# [EXERCISE DESCRIPTION]
Give an exact copy of the lines from the beginning of the listing below to the "type MethodFn = Arc<dyn" line, inclusive.

# [RECORDS FOR THE EXERCISE]
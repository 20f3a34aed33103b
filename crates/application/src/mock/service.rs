//! Collaborator services looked up by the application under test.

use std::collections::HashMap;
use std::fmt;
use std::future::Future;
use std::sync::Arc;

use async_trait::async_trait;
use futures::FutureExt;
use futures::future::BoxFuture;
use serde_json::Value;
use tapestry_domain::AppError;

/// A collaborator class whose methods can be replaced by fakes.
///
/// Application code resolves services through the
/// [`ServiceRegistry`](super::ServiceRegistry) on every call, so an installed
/// fake is observed as soon as it is installed.
#[async_trait]
pub trait Service: Send + Sync {
    /// Calls `method` with positional arguments.
    ///
    /// # Errors
    ///
    /// Returns the application-level error raised by the method.
    async fn call(&self, method: &str, args: Vec<Value>) -> Result<Value, AppError>;
}

type MethodFn = Arc<dyn Fn(Vec<Value>) -> BoxFuture<'static, Result<Value, AppError>> + Send + Sync>;

/// A [`Service`] assembled from closures, one per method.
#[derive(Clone, Default)]
pub struct MethodTable {
    methods: HashMap<String, MethodFn>,
}

impl MethodTable {
    /// Creates an empty table.
    #[must_use]
    pub fn new() -> Self {
        Self::default()
    }

    /// Adds a method (builder pattern).
    #[must_use]
    pub fn with_method<F, Fut>(mut self, name: impl Into<String>, method: F) -> Self
    where
        F: Fn(Vec<Value>) -> Fut + Send + Sync + 'static,
        Fut: Future<Output = Result<Value, AppError>> + Send + 'static,
    {
        self.methods
            .insert(name.into(), Arc::new(move |args| method(args).boxed()));
        self
    }

    /// Whether the table has a method.
    #[must_use]
    pub fn has_method(&self, name: &str) -> bool {
        self.methods.contains_key(name)
    }
}

impl fmt::Debug for MethodTable {
    fn fmt(&self, f: &mut fmt::Formatter<'_>) -> fmt::Result {
        let mut names: Vec<_> = self.methods.keys().collect();
        names.sort();
        f.debug_struct("MethodTable").field("methods", &names).finish()
    }
}

#[async_trait]
impl Service for MethodTable {
    async fn call(&self, method: &str, args: Vec<Value>) -> Result<Value, AppError> {
        match self.methods.get(method) {
            Some(function) => function(args).await,
            None => Err(AppError::new(format!("{method} is not a function")).with_name("TypeError")),
        }
    }
}

#[cfg(test)]
#[allow(clippy::unwrap_used)]
mod tests {
    use super::*;
    use serde_json::json;

    #[tokio::test]
    async fn test_method_table_dispatches_by_name() {
        let table = MethodTable::new()
            .with_method("echo", |args| async move { Ok(Value::Array(args)) });

        assert!(table.has_method("echo"));
        assert_eq!(table.call("echo", vec![json!(1)]).await.unwrap(), json!([1]));

        let err = table.call("missing", vec![]).await.unwrap_err();
        assert_eq!(err.name, "TypeError");
    }
}
//! Invocation of the application under test
//!
//! An [`InvocationStrategy`] turns a handler call into an [`Invocation`]:
//! either the returned value or the application error it raised. Failures
//! of the invocation machinery itself are [`InvocationError`]s.

mod callback;
mod direct;
mod handler;
mod module;

pub use callback::CallbackStrategy;
pub use direct::DirectStrategy;
pub use handler::{Callback, Convention, Handler};
pub use module::{ModuleError, ModuleExports, ModuleRegistry};

use async_trait::async_trait;
use serde_json::Value;
use tapestry_domain::{AppError, DomainError, InputSpec, ValueSource};
use thiserror::Error;

use crate::ports::{LoadError, ResourceLoader};

/// Outcome of calling the application.
#[derive(Debug, Clone, PartialEq)]
pub enum Invocation {
    /// The application returned a value.
    Returned(Value),
    /// The application raised an error.
    Raised(AppError),
}

impl Invocation {
    /// The value assertions run against: the returned value, or the error
    /// as a JSON object.
    #[must_use]
    pub fn subject(&self) -> Value {
        match self {
            Self::Returned(value) => value.clone(),
            Self::Raised(error) => error.to_value(),
        }
    }

    /// Whether the application raised an error.
    #[must_use]
    pub const fn is_raised(&self) -> bool {
        matches!(self, Self::Raised(_))
    }
}

impl From<Result<Value, AppError>> for Invocation {
    fn from(result: Result<Value, AppError>) -> Self {
        match result {
            Ok(value) => Self::Returned(value),
            Err(error) => Self::Raised(error),
        }
    }
}

/// Failures of the invocation machinery.
#[derive(Debug, Clone, PartialEq, Eq, Error)]
pub enum InvocationError {
    /// The strategy cannot call a handler of this convention.
    #[error("{strategy} strategy cannot invoke a {handler} handler")]
    ConventionMismatch {
        /// Convention of the strategy.
        strategy: Convention,
        /// Convention of the handler.
        handler: Convention,
    },

    /// The handler dropped its callback without calling it.
    #[error("handler dropped its callback without calling it")]
    CallbackDropped,

    /// The input could not be turned into arguments.
    #[error("invalid input: {0}")]
    Input(#[from] DomainError),

    /// The input file could not be loaded.
    #[error("cannot load input: {0}")]
    Load(#[from] LoadError),
}

/// Calling convention adapter; the orchestrator only sees this trait.
#[async_trait]
pub trait InvocationStrategy: Send + Sync {
    /// Convention of the handlers this strategy calls.
    fn convention(&self) -> Convention;

    /// Calls `handler` with positional arguments.
    ///
    /// # Errors
    ///
    /// Returns an [`InvocationError`] when the call itself cannot be made or
    /// completed. Application errors are `Ok(Invocation::Raised(_))`.
    async fn invoke(&self, handler: &Handler, args: Vec<Value>) -> Result<Invocation, InvocationError>;
}

/// Resolves a case's input into positional arguments.
///
/// No input is an empty argument list. File inputs are loaded now.
///
/// # Errors
///
/// Fails if the file cannot be loaded or `spread` is set on a non-sequence.
pub async fn resolve_arguments(
    input: Option<&InputSpec>,
    loader: &dyn ResourceLoader,
) -> Result<Vec<Value>, InvocationError> {
    let Some(input) = input else {
        return Ok(Vec::new());
    };
    let value = match &input.source {
        ValueSource::Inline { value } => value.clone(),
        ValueSource::File { file } => loader.load(file).await?,
    };
    Ok(input.arguments(value)?)
}

#[cfg(test)]
#[allow(clippy::unwrap_used)]
mod tests {
    use super::*;
    use crate::dispatch::tests::MapLoader;
    use pretty_assertions::assert_eq;
    use serde_json::json;

    #[tokio::test]
    async fn test_resolve_arguments() {
        let loader = MapLoader::default().with("./in.json", json!([1, 2]));

        assert_eq!(resolve_arguments(None, &loader).await.unwrap(), Vec::<Value>::new());

        let inline = InputSpec::value(json!({"a": 1}));
        assert_eq!(
            resolve_arguments(Some(&inline), &loader).await.unwrap(),
            vec![json!({"a": 1})]
        );

        let from_file = InputSpec {
            source: ValueSource::file("./in.json"),
            spread: true,
        };
        assert_eq!(
            resolve_arguments(Some(&from_file), &loader).await.unwrap(),
            vec![json!(1), json!(2)]
        );

        let missing = InputSpec {
            source: ValueSource::file("./nope.json"),
            spread: false,
        };
        assert!(matches!(
            resolve_arguments(Some(&missing), &loader).await,
            Err(InvocationError::Load(_))
        ));
    }

    #[test]
    fn test_subject_of_raised_error() {
        let raised = Invocation::Raised(AppError::new("bad").with_field("code", json!(400)));
        assert!(raised.is_raised());
        assert_eq!(
            raised.subject(),
            json!({"name": "Error", "message": "bad", "code": 400})
        );
    }
}
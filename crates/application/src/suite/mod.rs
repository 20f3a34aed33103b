//! Suite building
//!
//! [`SuiteBuilder::build`] validates a whole document against the schema,
//! resolves the application module, and plans one lifecycle-driven case per
//! test. The resulting [`SuitePlan`] is handed to a
//! [`TestHarness`](crate::ports::TestHarness).

mod report;

pub use report::{CaseReport, CaseStatus, SuiteReport};

use std::sync::Arc;
use std::time::Instant;

use serde_json::Value;
use tapestry_domain::{CaseMode, SeedContext, Task, TestSpecDocument};
use thiserror::Error;
use tracing::info;

use crate::invoke::{Convention, Handler, ModuleError, ModuleRegistry};
use crate::lifecycle::{CaseFailure, CaseOutcome, RegisteredCase, TestLifecycle};
use crate::ports::{LoadError, ResourceLoader, SchemaValidator, SchemaViolation};

/// Where a document comes from.
#[derive(Debug, Clone, PartialEq)]
pub enum DocumentSource {
    /// An already parsed document.
    Value(Value),
    /// A path loaded through the resource loader.
    Path(String),
}

impl From<Value> for DocumentSource {
    fn from(value: Value) -> Self {
        Self::Value(value)
    }
}

impl From<&str> for DocumentSource {
    fn from(path: &str) -> Self {
        Self::Path(path.to_string())
    }
}

/// Configuration errors reported before any case runs.
#[derive(Debug, Clone, PartialEq, Eq, Error)]
pub enum SuiteError {
    /// No document was supplied or found.
    #[error("missing test specification document: {0}")]
    MissingDocument(String),

    /// The document failed schema validation.
    #[error("invalid test specification format:\n{}", format_violations(.0))]
    InvalidFormat(Vec<SchemaViolation>),

    /// The document passed the schema but cannot be deserialised.
    #[error("malformed test specification: {0}")]
    Malformed(String),

    /// The document could not be loaded.
    #[error(transparent)]
    Load(LoadError),

    /// The application module could not be resolved.
    #[error(transparent)]
    Module(#[from] ModuleError),

    /// The module's export does not match the invocation strategy.
    #[error("module {module} exports a {handler} handler but the engine uses the {strategy} strategy")]
    ConventionMismatch {
        /// Module path.
        module: String,
        /// Convention of the export.
        handler: Convention,
        /// Convention of the strategy.
        strategy: Convention,
    },
}

impl SuiteError {
    /// Validation errors, when the document failed the schema.
    #[must_use]
    pub fn violations(&self) -> &[SchemaViolation] {
        match self {
            Self::InvalidFormat(violations) => violations,
            _ => &[],
        }
    }
}

fn format_violations(violations: &[SchemaViolation]) -> String {
    violations
        .iter()
        .map(|v| format!("  - {v}"))
        .collect::<Vec<_>>()
        .join("\n")
}

/// Everything needed to run one case, detached from the plan.
#[derive(Clone)]
pub struct CaseJob {
    suite: Arc<str>,
    case: Arc<RegisteredCase>,
    handler: Handler,
    seed: Arc<SeedContext>,
    lifecycle: TestLifecycle,
}

impl CaseJob {
    /// Runs the case.
    ///
    /// # Errors
    ///
    /// Returns the case's failure.
    pub async fn run(&self) -> Result<CaseOutcome, CaseFailure> {
        self.lifecycle
            .run(&self.suite, &self.case, &self.handler, &self.seed)
            .await
    }

    /// Whether the case's setup replaces shared services.
    ///
    /// Service slots are process-wide, so a harness running cases
    /// concurrently must not overlap two such cases.
    #[must_use]
    pub fn installs_stubs(&self) -> bool {
        self.case
            .spec()
            .setup_tasks(self.seed.use_mocks)
            .iter()
            .any(|task| matches!(task, Task::Stub(_)))
    }
}

/// One registered case.
#[derive(Clone)]
pub struct PlannedCase {
    /// Group name (`test: <index>`).
    pub group: String,
    /// Case name.
    pub name: String,
    /// How the runner treats the case.
    pub mode: CaseMode,
    /// The runnable case.
    pub job: CaseJob,
}

/// One suite ready for a harness.
#[derive(Clone)]
pub struct SuitePlan {
    /// Suite name: `nameOfTestSuite`, or `unit` / `integration`.
    pub name: String,
    /// Module under test.
    pub module: String,
    /// Cases in document order.
    pub cases: Vec<PlannedCase>,
}

impl SuitePlan {
    /// Whether any case is marked `only`.
    #[must_use]
    pub fn has_only(&self) -> bool {
        self.cases.iter().any(|c| c.mode == CaseMode::Only)
    }

    /// Whether `case` runs: with any `only` case present only those run,
    /// otherwise every case not marked `skip`.
    #[must_use]
    pub fn should_run(&self, case: &PlannedCase) -> bool {
        if self.has_only() {
            case.mode == CaseMode::Only
        } else {
            case.mode != CaseMode::Skip
        }
    }
}

impl std::fmt::Debug for SuitePlan {
    fn fmt(&self, f: &mut std::fmt::Formatter<'_>) -> std::fmt::Result {
        f.debug_struct("SuitePlan")
            .field("name", &self.name)
            .field("module", &self.module)
            .field("cases", &self.cases.iter().map(|c| &c.name).collect::<Vec<_>>())
            .finish()
    }
}

/// Builds suite plans from documents.
#[derive(Clone)]
pub struct SuiteBuilder {
    validator: Arc<dyn SchemaValidator>,
    loader: Arc<dyn ResourceLoader>,
    modules: Arc<ModuleRegistry>,
    lifecycle: TestLifecycle,
}

impl SuiteBuilder {
    /// Creates a builder.
    #[must_use]
    pub fn new(
        validator: Arc<dyn SchemaValidator>,
        loader: Arc<dyn ResourceLoader>,
        modules: Arc<ModuleRegistry>,
        lifecycle: TestLifecycle,
    ) -> Self {
        Self {
            validator,
            loader,
            modules,
            lifecycle,
        }
    }

    /// Validates, parses and plans a document.
    ///
    /// # Errors
    ///
    /// Returns a [`SuiteError`] when the document is missing, invalid, or
    /// names a module that cannot be resolved. Nothing has run in that case.
    pub async fn build(
        &self,
        source: impl Into<DocumentSource>,
        seed: SeedContext,
    ) -> Result<SuitePlan, SuiteError> {
        let raw = match source.into() {
            DocumentSource::Value(Value::Null) => {
                return Err(SuiteError::MissingDocument("no document supplied".to_string()));
            }
            DocumentSource::Value(value) => value,
            DocumentSource::Path(path) => self.loader.load(&path).await.map_err(|e| match e {
                LoadError::NotFound(missing) => {
                    SuiteError::MissingDocument(missing.display().to_string())
                }
                other => SuiteError::Load(other),
            })?,
        };

        self.validator
            .validate(&raw)
            .map_err(SuiteError::InvalidFormat)?;
        let document: TestSpecDocument =
            serde_json::from_value(raw).map_err(|e| SuiteError::Malformed(e.to_string()))?;

        let handler = self
            .modules
            .resolve(&document.module, document.module_key.as_deref())?;
        let strategy = self.lifecycle.strategy().convention();
        if handler.convention() != strategy {
            return Err(SuiteError::ConventionMismatch {
                module: document.module,
                handler: handler.convention(),
                strategy,
            });
        }

        let name = seed.suite_name().to_string();
        let suite: Arc<str> = Arc::from(name.as_str());
        let seed = Arc::new(seed);
        let cases = document
            .tests
            .into_iter()
            .enumerate()
            .map(|(index, case)| PlannedCase {
                group: format!("test: {index}"),
                name: case.name.clone(),
                mode: case.mode(),
                job: CaseJob {
                    suite: Arc::clone(&suite),
                    case: Arc::new(RegisteredCase::new(case)),
                    handler: handler.clone(),
                    seed: Arc::clone(&seed),
                    lifecycle: self.lifecycle.clone(),
                },
            })
            .collect::<Vec<_>>();

        info!(suite = %name, module = %document.module, cases = cases.len(), "suite planned");
        Ok(SuitePlan {
            name,
            module: document.module,
            cases,
        })
    }
}

/// Runs a plan sequentially in-process, honouring `only` / `skip`.
///
/// Harness adapters add scheduling and isolation on top of this behaviour.
pub async fn run_sequentially(plan: &SuitePlan) -> SuiteReport {
    let started = Instant::now();
    let mut reports = Vec::with_capacity(plan.cases.len());
    for case in &plan.cases {
        if !plan.should_run(case) {
            reports.push(CaseReport::skipped(&case.group, &case.name));
            continue;
        }
        let case_started = Instant::now();
        let result = case.job.run().await;
        reports.push(CaseReport::from_result(
            &case.group,
            &case.name,
            &result,
            case_started.elapsed(),
        ));
    }
    SuiteReport::new(&plan.name, reports, started.elapsed())
}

# [RESULT FOR THIS TASK]
repository 20f3a34aed33103b
filename crates/application/src/mock/service.rs
//! Collaborator services looked up by the application under test.

use std::collections::HashMap;
use std::fmt;
use std::future::Future;
use std::sync::Arc;

use async_trait::async_trait;
use futures::FutureExt;
use futures::future::BoxFuture;
use serde_json::Value;
use tapestry_domain::AppError;

/// A collaborator class whose methods can be replaced by fakes.
///
/// Application code resolves services through the
/// [`ServiceRegistry`](super::ServiceRegistry) on every call, so an installed
/// fake is observed as soon as it is installed.
#[async_trait]
pub trait Service: Send + Sync {
    /// Calls `method` with positional arguments.
    ///
    /// # Errors
    ///
    /// Returns the application-level error raised by the method.
    async fn call(&self, method: &str, args: Vec<Value>) -> Result<Value, AppError>;
}

type MethodFn = Arc<dyn Fn(Vec<Value>) -> BoxFuture<'static, Result<Value, AppError>> + Send + Sync>;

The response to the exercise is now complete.